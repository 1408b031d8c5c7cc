//! The built-in default dataset.
//!
//! This is the content the site ships with before an admin edits anything.
//! It is also what `reset_to_defaults` restores and what seeds an empty
//! remote collection on first run.

use crate::types::{
    ArchiveItem, ArchiveItemId, DisplayPrice, HeroContent, ItemStatus, Product, ProductId,
    SiteContent,
};

/// Build the default site content.
#[must_use]
pub fn default_content() -> SiteContent {
    SiteContent {
        hero: HeroContent {
            slogan: "CURATING THE FUTURE ARCHIVE".to_string(),
            title: "Rare Archives. Modern Fits.".to_string(),
            subtitle: "Stop wearing the same things as everyone else. We find unique, \
                       high-quality pieces from the past that look incredible in your closet today."
                .to_string(),
        },
        marquee: vec![
            "LIMITED: Each item is a singular record of history.".to_string(),
            "JOIN THE ARCHIVE: Ownership grants access to private drops.".to_string(),
            "URGENCY: Sold items are removed permanently from the public log.".to_string(),
        ],
        fomo_messages: vec![
            "A collector in Paris just viewed the Hybrid Blazer.".to_string(),
            "Only 1 Archive Tee left in current stock.".to_string(),
            "A styling request was just fulfilled for a client in Tokyo.".to_string(),
            "New curated drops arriving this Friday.".to_string(),
            "Verified: 98.4% of archive items never return after sale.".to_string(),
        ],
        products: default_products(),
        archive_items: default_archive_items(),
    }
}

/// The four pieces the vault opens with.
#[must_use]
pub fn default_products() -> Vec<Product> {
    vec![
        Product {
            id: ProductId::new("PX-001"),
            name: "HYBRID BLAZER // ARCHIVE-01".to_string(),
            price: DisplayPrice::new("$240"),
            status: ItemStatus::Available,
            category: "Outerwear".to_string(),
            image_url:
                "https://images.unsplash.com/photo-1591047139829-d91aecb6caea?q=80&w=800&auto=format&fit=crop"
                    .to_string(),
            provenance: "Found in Berlin. A perfect 90s silhouette that works with modern \
                         tech-wear or casual street fits."
                .to_string(),
            details: vec![
                "Heavy structured wool".to_string(),
                "Oversized modern fit".to_string(),
                "Refurbished original buttons".to_string(),
            ],
            carbon_saved: "12.4kg".to_string(),
            era: "VINTAGE_BASE".to_string(),
        },
        Product {
            id: ProductId::new("PX-002"),
            name: "URBAN COMMAND UTILITY VEST".to_string(),
            price: DisplayPrice::new("$180"),
            status: ItemStatus::Sold,
            category: "Vests".to_string(),
            image_url:
                "https://images.unsplash.com/photo-1551028150-64b9f398f678?q=80&w=800&auto=format&fit=crop"
                    .to_string(),
            provenance: "London Sourcing. A rare find that brings an industrial edge to a \
                         simple hoodie or tee."
                .to_string(),
            details: vec![
                "Multi-functional pockets".to_string(),
                "Water-resistant nylon".to_string(),
                "Adjustable side straps".to_string(),
            ],
            carbon_saved: "8.2kg".to_string(),
            era: "EARLY_2000S".to_string(),
        },
        Product {
            id: ProductId::new("PX-003"),
            name: "LAB-REWORKED OVERSIZED TEE".to_string(),
            price: DisplayPrice::new("$145"),
            status: ItemStatus::Available,
            category: "Tops".to_string(),
            image_url:
                "https://images.unsplash.com/photo-1556821840-3a63f95609a7?q=80&w=800&auto=format&fit=crop"
                    .to_string(),
            provenance: "Customized in-house. We took a heavy 80s cotton blank and gave it a \
                         modern digital-glitch wash."
                .to_string(),
            details: vec![
                "Heavyweight 400gsm cotton".to_string(),
                "One-of-a-kind dye pattern".to_string(),
                "Dropped shoulder fit".to_string(),
            ],
            carbon_saved: "5.1kg".to_string(),
            era: "MODERN_HYBRID".to_string(),
        },
        Product {
            id: ProductId::new("PX-004"),
            name: "ARCHIVE_DENIM // WIDE LEG".to_string(),
            price: DisplayPrice::new("$210"),
            status: ItemStatus::Available,
            category: "Bottoms".to_string(),
            image_url:
                "https://images.unsplash.com/photo-1542272604-787c3835535d?q=80&w=800&auto=format&fit=crop"
                    .to_string(),
            provenance: "Sourced for its incredible natural wash. These are the jeans modern \
                         brands try to copy, but can't."
                .to_string(),
            details: vec![
                "Authentic raw aging".to_string(),
                "Straight wide-leg cut".to_string(),
                "Original reinforced rivets".to_string(),
            ],
            carbon_saved: "15.6kg".to_string(),
            era: "1980S_RECOVERED".to_string(),
        },
    ]
}

/// The three editorial entries the archive log opens with.
#[must_use]
pub fn default_archive_items() -> Vec<ArchiveItem> {
    vec![
        ArchiveItem {
            id: ArchiveItemId::new("arch-01"),
            title: "THE MODERN ARCHIVE".to_string(),
            image_url:
                "https://images.unsplash.com/photo-1523381210434-271e8be1f52b?q=80&w=800&auto=format&fit=crop"
                    .to_string(),
            description: "How to mix 40-year-old fabrics with today's sharpest silhouettes."
                .to_string(),
            date: "NOV 2024".to_string(),
            tags: vec!["MIXING".to_string(), "STYLING".to_string()],
        },
        ArchiveItem {
            id: ArchiveItemId::new("arch-02"),
            title: "STREET ORIGINS".to_string(),
            image_url:
                "https://images.unsplash.com/photo-1515886657613-9f3515b0c78f?q=80&w=800&auto=format&fit=crop"
                    .to_string(),
            description: "Tracking the evolution of utility gear from the factory to the city."
                .to_string(),
            date: "OCT 2024".to_string(),
            tags: vec!["UTILITY".to_string(), "HISTORY".to_string()],
        },
        ArchiveItem {
            id: ArchiveItemId::new("arch-03"),
            title: "DIGITAL FABRIC".to_string(),
            image_url:
                "https://images.unsplash.com/photo-1445205170230-053b83016050?q=80&w=800&auto=format&fit=crop"
                    .to_string(),
            description: "Exploring why vintage textures look so good in high-definition photos."
                .to_string(),
            date: "SEP 2024".to_string(),
            tags: vec!["AESTHETIC".to_string(), "TEXTURE".to_string()],
        },
    ]
}

#[cfg(test)]
mod tests {
    use super::*;
    use std::collections::HashSet;

    #[test]
    fn test_default_ids_are_unique() {
        let content = default_content();
        let product_ids: HashSet<_> = content.products.iter().map(|p| p.id.clone()).collect();
        assert_eq!(product_ids.len(), content.products.len());
        let archive_ids: HashSet<_> = content.archive_items.iter().map(|i| i.id.clone()).collect();
        assert_eq!(archive_ids.len(), content.archive_items.len());
    }

    #[test]
    fn test_default_shape() {
        let content = default_content();
        assert_eq!(content.products.len(), 4);
        assert_eq!(content.archive_items.len(), 3);
        assert_eq!(content.marquee.len(), 3);
        assert_eq!(content.fomo_messages.len(), 5);
    }

    #[test]
    fn test_default_prices_parse() {
        for product in default_products() {
            assert!(product.price.amount().is_ok(), "{}", product.id);
        }
    }
}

**THE PROBLEM**
Each line of the entries above that has the word "SiteContent" is to be copied.

**YOUR RESPONSE**
    SiteContent,
pub fn default_content() -> SiteContent {
    SiteContent {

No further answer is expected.